Dr. Shelton Earp, the director of the Lineberger Center, said that one-third of cancer patients don’t survive, and others have fragmented care.
“None of those is acceptable,” Earp said. “The extraordinary thing that the legislature and the governor have done is recognize that cancer research is the key. … There is nothing like it. This is, in essence, a $1 billion endowment.”
The state money will help leverage other research dollars, expand research trials and make treatments available to patients across the state, especially to those at lower socio-economic levels. “There’s a time it takes to bring trials to bear – and it’s too long,” Earp said.
Building on the model of an extensive breast-cancer study at UNC that found differences in cancers contracted by African-American and Caucasian women, for example, researchers plan to use North Carolina as the laboratory for the largest lung-cancer study ever done.
Another study is assessing the effectiveness of “one-stop shopping” for radiation of breast tumors – treatment in a single trip, rather than over six weeks.
The N.C. Cancer Hospital already sees 15,000 patients a year from all 100 counties. But with the number of patients projected to double over the next 30 years, researchers say the new fund will help them distribute findings through clinics, hospitals and agencies that stretch from East Carolina University in Greenville to Memorial Mission Hospital in Asheville and beyond.

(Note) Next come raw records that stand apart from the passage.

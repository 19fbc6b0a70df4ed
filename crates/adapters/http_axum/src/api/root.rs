//! Root probe.

use axum::Json;
use serde::Serialize;

/// Fixed confirmation returned by `GET /`.
pub const RUNNING_MESSAGE: &str = "itemapi server is running 🚀";

#[derive(Debug, Serialize)]
pub struct RootMessage {
    pub message: &'static str,
}

/// `GET /`
pub async fn read() -> Json<RootMessage> {
    Json(RootMessage {
        message: RUNNING_MESSAGE,
    })
}
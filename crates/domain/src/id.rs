//! Typed identifier for items.

use std::fmt;
use std::str::FromStr;

use serde::{Deserialize, Serialize};

use crate::error::ValidationError;

/// Integer identifier of an [`Item`](crate::item::Item).
///
/// Nothing enforces uniqueness: the id is whatever the caller sent.
#[derive(Debug, Clone, Copy, PartialEq, Eq, Hash, PartialOrd, Ord, Serialize, Deserialize)]
#[serde(transparent)]
pub struct ItemId(i64);

impl ItemId {
    /// Wrap a raw integer.
    #[must_use]
    pub fn new(value: i64) -> Self {
        Self(value)
    }

    /// Access the inner integer.
    #[must_use]
    pub fn as_i64(self) -> i64 {
        self.0
    }
}

impl From<i64> for ItemId {
    fn from(value: i64) -> Self {
        Self(value)
    }
}

impl fmt::Display for ItemId {
    fn fmt(&self, f: &mut fmt::Formatter<'_>) -> fmt::Result {
        self.0.fmt(f)
    }
}

impl FromStr for ItemId {
    type Err = ValidationError;

    fn from_str(s: &str) -> Result<Self, Self::Err> {
        s.parse::<i64>()
            .map(Self)
            .map_err(|_| ValidationError::InvalidType {
                field: "item_id",
                expected: "integer",
            })
    }
}
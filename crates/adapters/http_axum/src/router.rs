//! Axum router assembly.

use axum::Router;
use axum::http::HeaderValue;
use tower_http::trace::TraceLayer;

/// Knobs the composition root passes to [`build`].
#[derive(Debug, Clone)]
pub struct RouterOptions {
    /// Origins granted cross-origin access, credentials included.
    pub allowed_origins: Vec<HeaderValue>,
}

impl Default for RouterOptions {
    fn default() -> Self {
        Self {
            allowed_origins: crate::cors::default_origins(),
        }
    }
}

/// Build the top-level axum [`Router`].
///
/// Wraps the API routes in the CORS layer and a [`TraceLayer`] that logs
/// each HTTP request/response at the `DEBUG` level using the `tracing`
/// ecosystem.
pub fn build(options: RouterOptions) -> Router {
    crate::api::routes()
        .layer(crate::cors::layer(options.allowed_origins))
        .layer(TraceLayer::new_for_http())
}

Though the public knows there are risks associated with smoking or not seeking mammography or colorectal cancer screening, UNC researchers will also study the best ways to disseminate their findings.
“All of those are researchable questions,” said Earp. “It starts with the DNA. It starts with a cell. But it extends all the way through society.”
One study has already worked through local advocates to raise mammography rates among African-American women in three eastern counties. Another works with beauticians and salon operators to tell customers the benefits of early detection. Another effort uses a necklace with different-sized beads to show that smaller tumors can be detected through digital mammography or MRI screening.
“By far, the brightest gem in that budget is the investment we are making in cancer research,” said Sen. Walter Dalton, D-Rutherford, a lead Senate budget writer. “It hits every family. It’s hit our Senate family.”
Dalton said he knows a few cancer patients in his district who have sought treatment in New York or Houston – but far more who couldn’t afford it.
Though the investment will raise UNC’s profile in cancer research and create economic-development opportunities, he said, “All of that pales when it comes to the people of North Carolina. It will save lives.”
“The really great thing is we’re going to have world-class cancer research available to all of our citizens of this state,” said House Majority Leader Hugh Holliman, a lung-cancer survivor and major advocate for the fund in the House.
The fund will grow from $25 million in 2007-08 to $40 million in 2008-09 and $50 million in 2009-10, and continue at $50 million a year after that. The money will come from three sources:
- $8 million a year from the state’s Tobacco Trust Fund, which receives part of the state’s 1998 settlement with cigarette makers;
- An increase from 3% to 10% in the tax on smokeless tobacco and cigars, which will raise $16.5 million in 2008-09, in its first full year.
- And the remainder from the state’s General Fund.
No matter the source of the money, Melissa Blackwell, a patient from Mebane whose breast cancer was diagnosed in 2005, appeared at a news conference in Raleigh to thank legislators for investing in cancer research and UNC doctors for making her part of the team for her own care.
“I’ve chosen God and UNC Hospitals to walk with me together,” Blackwell said. “I want to see my kids grow up. I want to see my grandkids. I want to walk on the beach with the person I love.”